Karena semua faktor yang
dijelaskan di atas sangat bervariasi, baik antar negara maupun di dalam negara
dari waktu ke waktu, hasil sistem surveilans BSE pasif bersifat subjektif dan
evaluasi serta perbandingan jumlah kasus yang dilaporkan harus dilakukan dengan
hati-hati. Pengalaman dengan jelas menunjukkan bahwa pelaporan wajib dari kasus
suspek klinis saja tidak cukup untuk mendapatkan gambaran yang benar tentang
situasi BSE di suatu negara, karena pelaporan tersebut terlalu bergantung pada
faktor subjektif ini.
2.
SURVEILANS AKTIF
Untuk mengoptimalkan
identifikasi hewan positif dan meningkatkan data surveilans, populasi sapi yang
berisiko tinggi mengalami BSE dapat dan harus menjadi sasaran aktif dalam
sistem surveilans nasional. Sapi dengan tanda-tanda penyakit yang tidak
spesifik untuk BSE dan sapi yang mati atau dibunuh karena alasan yang tidak
diketahui dapat didefinisikan secara berbeda di berbagai negara (misalnya
pemotongan sakit, pemotongan darurat, sapi mati, sapi jatuh, sapi downer; Tabel
1).
Kemungkinan untuk mendeteksi
sapi yang terinfeksi BSE lebih tinggi pada populasi ini, karena mungkin BSE
yang menyebabkan kelemahan, kematian, pemusnahan atau penyembelihan hewan-hewan
ini (SSC, 2001). Banyak dari sapi ini mungkin telah menunjukkan beberapa tanda
klinis yang sesuai dengan BSE, yang tidak dikenali.
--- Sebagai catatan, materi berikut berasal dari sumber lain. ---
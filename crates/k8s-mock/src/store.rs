//! In-memory object store behind the mock API server.
//!
//! Mirrors the API server semantics the engine relies on: server-assigned
//! `uid` and `resourceVersion`, optimistic concurrency on replace, uid
//! preconditions on delete and label-selector filtering on list.

use std::collections::BTreeMap;

use serde_json::{json, Value};
use wiremock::ResponseTemplate;

/// Location of an object or collection in the API path space.
#[derive(Debug, Clone, PartialEq, Eq)]
pub(crate) struct ResourcePath {
	pub group_version: String,
	pub namespace: Option<String>,
	pub plural: String,
	pub name: Option<String>,
}

impl ResourcePath {
	/// Parse a request path.
	///
	/// - `/api/v1/namespaces/default/configmaps` is a namespaced collection
	/// - `/apis/rbac.authorization.k8s.io/v1/clusterroles/reader` is a cluster-scoped object
	/// - `/api/v1/namespaces/default` is the `default` namespace object
	pub fn parse(path: &str) -> Option<Self> {
		let path = path.trim_end_matches('/');
		let (group_version, rest) = if let Some(rest) = path.strip_prefix("/api/") {
			let (version, rest) = rest.split_once('/')?;
			(version.to_string(), rest)
		} else {
			let rest = path.strip_prefix("/apis/")?;
			let mut parts = rest.splitn(3, '/');
			let group = parts.next()?;
			let version = parts.next()?;
			(format!("{group}/{version}"), parts.next()?)
		};

		let segments: Vec<&str> = rest.split('/').collect();
		let (namespace, plural, name) = match segments.as_slice() {
			["namespaces", ns, plural] => (Some(*ns), *plural, None),
			["namespaces", ns, plural, name] => (Some(*ns), *plural, Some(*name)),
			[plural] => (None, *plural, None),
			[plural, name] => (None, *plural, Some(*name)),
			_ => return None,
		};

		Some(Self {
			group_version,
			namespace: namespace.map(str::to_string),
			plural: plural.to_string(),
			name: name.map(str::to_string),
		})
	}

	fn key(&self, name: &str) -> StoreKey {
		StoreKey {
			group_version: self.group_version.clone(),
			plural: self.plural.clone(),
			namespace: self.namespace.clone(),
			name: name.to_string(),
		}
	}
}

#[derive(Debug, Clone, PartialEq, Eq, PartialOrd, Ord)]
pub(crate) struct StoreKey {
	pub group_version: String,
	pub plural: String,
	pub namespace: Option<String>,
	pub name: String,
}

/// A failed API call, rendered as a `Status` body.
#[derive(Debug, Clone, PartialEq, Eq)]
pub(crate) struct ApiStatus {
	pub code: u16,
	pub reason: &'static str,
	pub message: String,
}

impl ApiStatus {
	pub fn not_found(name: &str) -> Self {
		Self {
			code: 404,
			reason: "NotFound",
			message: format!("\"{name}\" not found"),
		}
	}

	pub fn already_exists(name: &str) -> Self {
		Self {
			code: 409,
			reason: "AlreadyExists",
			message: format!("\"{name}\" already exists"),
		}
	}

	pub fn conflict(message: String) -> Self {
		Self {
			code: 409,
			reason: "Conflict",
			message,
		}
	}

	pub fn invalid(message: String) -> Self {
		Self {
			code: 422,
			reason: "Invalid",
			message,
		}
	}

	pub fn forbidden(message: String) -> Self {
		Self {
			code: 403,
			reason: "Forbidden",
			message,
		}
	}

	pub fn into_response(self) -> ResponseTemplate {
		ResponseTemplate::new(self.code).set_body_json(json!({
			"kind": "Status",
			"apiVersion": "v1",
			"metadata": {},
			"status": "Failure",
			"message": self.message,
			"reason": self.reason,
			"code": self.code
		}))
	}
}

/// Objects keyed by collection and name.
#[derive(Debug, Default)]
pub(crate) struct ObjectStore {
	objects: BTreeMap<StoreKey, Value>,
	next_uid: u64,
	next_version: u64,
}

impl ObjectStore {
	fn next_resource_version(&mut self) -> String {
		self.next_version += 1;
		self.next_version.to_string()
	}

	/// Insert a seed object, assigning a uid unless the manifest carries one.
	pub fn seed(&mut self, path: &ResourcePath, mut object: Value) -> Option<()> {
		let name = object.pointer("/metadata/name")?.as_str()?.to_string();
		if object.pointer("/metadata/uid").is_none() {
			self.next_uid += 1;
			object["metadata"]["uid"] = json!(format!("seed-{}", self.next_uid));
		}
		object["metadata"]["resourceVersion"] = json!(self.next_resource_version());
		self.objects.insert(path.key(&name), object);
		Some(())
	}

	pub fn get(&self, path: &ResourcePath, name: &str) -> Result<Value, ApiStatus> {
		self.objects
			.get(&path.key(name))
			.cloned()
			.ok_or_else(|| ApiStatus::not_found(name))
	}

	/// Objects of a collection; without a namespace, across all namespaces.
	pub fn list(&self, path: &ResourcePath, selector: Option<&str>) -> Vec<Value> {
		let selector = LabelSelector::parse(selector.unwrap_or_default());
		self.objects
			.iter()
			.filter(|(key, _)| {
				key.group_version == path.group_version
					&& key.plural == path.plural
					&& (path.namespace.is_none() || key.namespace == path.namespace)
			})
			.map(|(_, object)| object)
			.filter(|object| selector.matches(object))
			.cloned()
			.collect()
	}

	pub fn create(&mut self, path: &ResourcePath, mut object: Value) -> Result<Value, ApiStatus> {
		let Some(name) = object.pointer("/metadata/name").and_then(Value::as_str).map(str::to_string) else {
			return Err(ApiStatus::invalid("metadata.name: Required value".to_string()));
		};
		let key = path.key(&name);
		if self.objects.contains_key(&key) {
			return Err(ApiStatus::already_exists(&name));
		}

		self.next_uid += 1;
		object["metadata"]["uid"] = json!(format!("uid-{}", self.next_uid));
		object["metadata"]["resourceVersion"] = json!(self.next_resource_version());
		if let Some(ns) = &path.namespace {
			object["metadata"]["namespace"] = json!(ns);
		}
		self.objects.insert(key, object.clone());
		Ok(object)
	}

	/// Replace an object. A resourceVersion in the body must match the stored one.
	pub fn replace(&mut self, path: &ResourcePath, name: &str, mut object: Value) -> Result<Value, ApiStatus> {
		let key = path.key(name);
		let Some(current) = self.objects.get(&key) else {
			return Err(ApiStatus::not_found(name));
		};

		let current_version = current.pointer("/metadata/resourceVersion").cloned();
		if let Some(sent) = object.pointer("/metadata/resourceVersion") {
			if Some(sent) != current_version.as_ref() {
				return Err(ApiStatus::conflict(format!(
					"Operation cannot be fulfilled on {} \"{name}\": the object has been modified",
					path.plural
				)));
			}
		}

		let uid = current.pointer("/metadata/uid").cloned().unwrap_or(Value::Null);
		object["metadata"]["uid"] = uid;
		object["metadata"]["resourceVersion"] = json!(self.next_resource_version());
		self.objects.insert(key, object.clone());
		Ok(object)
	}

	/// Delete an object, honouring a uid precondition.
	pub fn delete(&mut self, path: &ResourcePath, name: &str, uid: Option<&str>) -> Result<Value, ApiStatus> {
		let key = path.key(name);
		let Some(current) = self.objects.get(&key) else {
			return Err(ApiStatus::not_found(name));
		};
		if let Some(uid) = uid {
			let stored = current.pointer("/metadata/uid").and_then(Value::as_str);
			if stored != Some(uid) {
				return Err(ApiStatus::conflict(format!(
					"Precondition failed: UID in precondition: {uid}, UID in object meta: {}",
					stored.unwrap_or_default()
				)));
			}
		}
		self.objects.remove(&key).ok_or_else(|| ApiStatus::not_found(name))
	}

	pub fn find(&self, path: &ResourcePath, name: &str) -> Option<&Value> {
		self.objects.get(&path.key(name))
	}

	pub fn names(&self, path: &ResourcePath) -> Vec<String> {
		self.objects
			.keys()
			.filter(|key| {
				key.group_version == path.group_version
					&& key.plural == path.plural
					&& key.namespace == path.namespace
			})
			.map(|key| key.name.clone())
			.collect()
	}
}

enum Requirement {
	Equals(String, String),
	NotEquals(String, String),
	Exists(String),
	NotExists(String),
}

/// Equality-based label selector (`a=b,c!=d,e,!f`).
struct LabelSelector(Vec<Requirement>);

impl LabelSelector {
	fn parse(selector: &str) -> Self {
		let requirements = selector
			.split(',')
			.map(str::trim)
			.filter(|term| !term.is_empty())
			.map(|term| {
				if let Some((key, value)) = term.split_once("!=") {
					Requirement::NotEquals(key.trim().to_string(), value.trim().to_string())
				} else if let Some((key, value)) = term.split_once("==").or_else(|| term.split_once('=')) {
					Requirement::Equals(key.trim().to_string(), value.trim().to_string())
				} else if let Some(key) = term.strip_prefix('!') {
					Requirement::NotExists(key.trim().to_string())
				} else {
					Requirement::Exists(term.to_string())
				}
			})
			.collect();
		Self(requirements)
	}

	fn matches(&self, object: &Value) -> bool {
		let labels = object.pointer("/metadata/labels");
		let label = |key: &str| labels.and_then(|l| l.get(key)).and_then(Value::as_str);
		self.0.iter().all(|requirement| match requirement {
			Requirement::Equals(key, value) => label(key.as_str()) == Some(value.as_str()),
			Requirement::NotEquals(key, value) => label(key.as_str()) != Some(value.as_str()),
			Requirement::Exists(key) => label(key.as_str()).is_some(),
			Requirement::NotExists(key) => label(key.as_str()).is_none(),
		})
	}
}

#[cfg(test)]
mod tests {
	use super::*;

	fn collection(path: &str) -> ResourcePath {
		ResourcePath::parse(path).unwrap()
	}

	#[test]
	fn test_parse_paths() {
		assert_eq!(
			collection("/api/v1/namespaces/default/configmaps/app"),
			ResourcePath {
				group_version: "v1".to_string(),
				namespace: Some("default".to_string()),
				plural: "configmaps".to_string(),
				name: Some("app".to_string()),
			}
		);
		assert_eq!(
			collection("/apis/rbac.authorization.k8s.io/v1/clusterroles"),
			ResourcePath {
				group_version: "rbac.authorization.k8s.io/v1".to_string(),
				namespace: None,
				plural: "clusterroles".to_string(),
				name: None,
			}
		);
		let ns = collection("/api/v1/namespaces/default");
		assert_eq!((ns.plural.as_str(), ns.name.as_deref()), ("namespaces", Some("default")));
		assert!(ResourcePath::parse("/apis/apps").is_none());
	}

	#[test]
	fn test_replace_requires_current_version() {
		let path = collection("/api/v1/namespaces/default/configmaps");
		let mut store = ObjectStore::default();
		let created = store
			.create(&path, json!({ "metadata": { "name": "app" }, "data": {} }))
			.unwrap();
		assert_eq!(created["metadata"]["uid"], "uid-1");
		assert_eq!(created["metadata"]["namespace"], "default");

		let updated = store.replace(&path, "app", created.clone()).unwrap();
		assert_eq!(updated["metadata"]["uid"], "uid-1");
		assert_ne!(updated["metadata"]["resourceVersion"], created["metadata"]["resourceVersion"]);

		let stale = store.replace(&path, "app", created).unwrap_err();
		assert_eq!((stale.code, stale.reason), (409, "Conflict"));
	}

	#[test]
	fn test_create_twice_is_already_exists() {
		let path = collection("/api/v1/namespaces/default/configmaps");
		let mut store = ObjectStore::default();
		store.create(&path, json!({ "metadata": { "name": "app" } })).unwrap();
		let err = store.create(&path, json!({ "metadata": { "name": "app" } })).unwrap_err();
		assert_eq!(err.reason, "AlreadyExists");
	}

	#[test]
	fn test_delete_checks_uid() {
		let path = collection("/api/v1/namespaces/default/configmaps");
		let mut store = ObjectStore::default();
		store.create(&path, json!({ "metadata": { "name": "app" } })).unwrap();

		assert_eq!(store.delete(&path, "app", Some("uid-9")).unwrap_err().code, 409);
		store.delete(&path, "app", Some("uid-1")).unwrap();
		assert_eq!(store.delete(&path, "app", None).unwrap_err().code, 404);
	}

	#[test]
	fn test_list_filters_by_selector_and_namespace() {
		let mut store = ObjectStore::default();
		let team_a = collection("/api/v1/namespaces/a/configmaps");
		let team_b = collection("/api/v1/namespaces/b/configmaps");
		store
			.create(&team_a, json!({ "metadata": { "name": "one", "labels": { "app": "tempo", "instance": "x" } } }))
			.unwrap();
		store
			.create(&team_a, json!({ "metadata": { "name": "two", "labels": { "app": "tempo", "instance": "y" } } }))
			.unwrap();
		store
			.create(&team_b, json!({ "metadata": { "name": "three", "labels": { "app": "tempo", "instance": "x" } } }))
			.unwrap();

		let names = |items: Vec<Value>| -> Vec<String> {
			items
				.iter()
				.map(|o| o["metadata"]["name"].as_str().unwrap().to_string())
				.collect()
		};
		assert_eq!(names(store.list(&team_a, Some("app=tempo,instance=x"))), ["one"]);
		assert_eq!(names(store.list(&team_a, Some("instance!=x"))), ["two"]);
		assert_eq!(names(store.list(&team_a, Some("!missing"))).len(), 2);
		assert_eq!(
			names(store.list(&collection("/api/v1/configmaps"), Some("instance==x"))).len(),
			2
		);
	}
}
Pengalaman banyak negara
dalam beberapa tahun terakhir menunjukkan bahwa, setelah dugaan klinis, ini
adalah populasi kedua yang paling tepat untuk ditargetkan untuk mendeteksi BSE.
Usia populasi yang diuji
juga penting, karena data epidemiologis menunjukkan bahwa sapi yang berusia
kurang dari 30 bulan jarang dites positif BSE. Oleh karena itu, surveilans yang
ditargetkan di sebagian besar negara bertujuan untuk mengambil sampel sapi yang
berusia lebih dari 30 bulan secara selektif dalam populasi berisiko, yang dapat
diidentifikasi di peternakan, di transportasi, atau di rumah jagal. Pengujian
populasi risiko ini sekarang wajib di sebagian besar negara Eropa.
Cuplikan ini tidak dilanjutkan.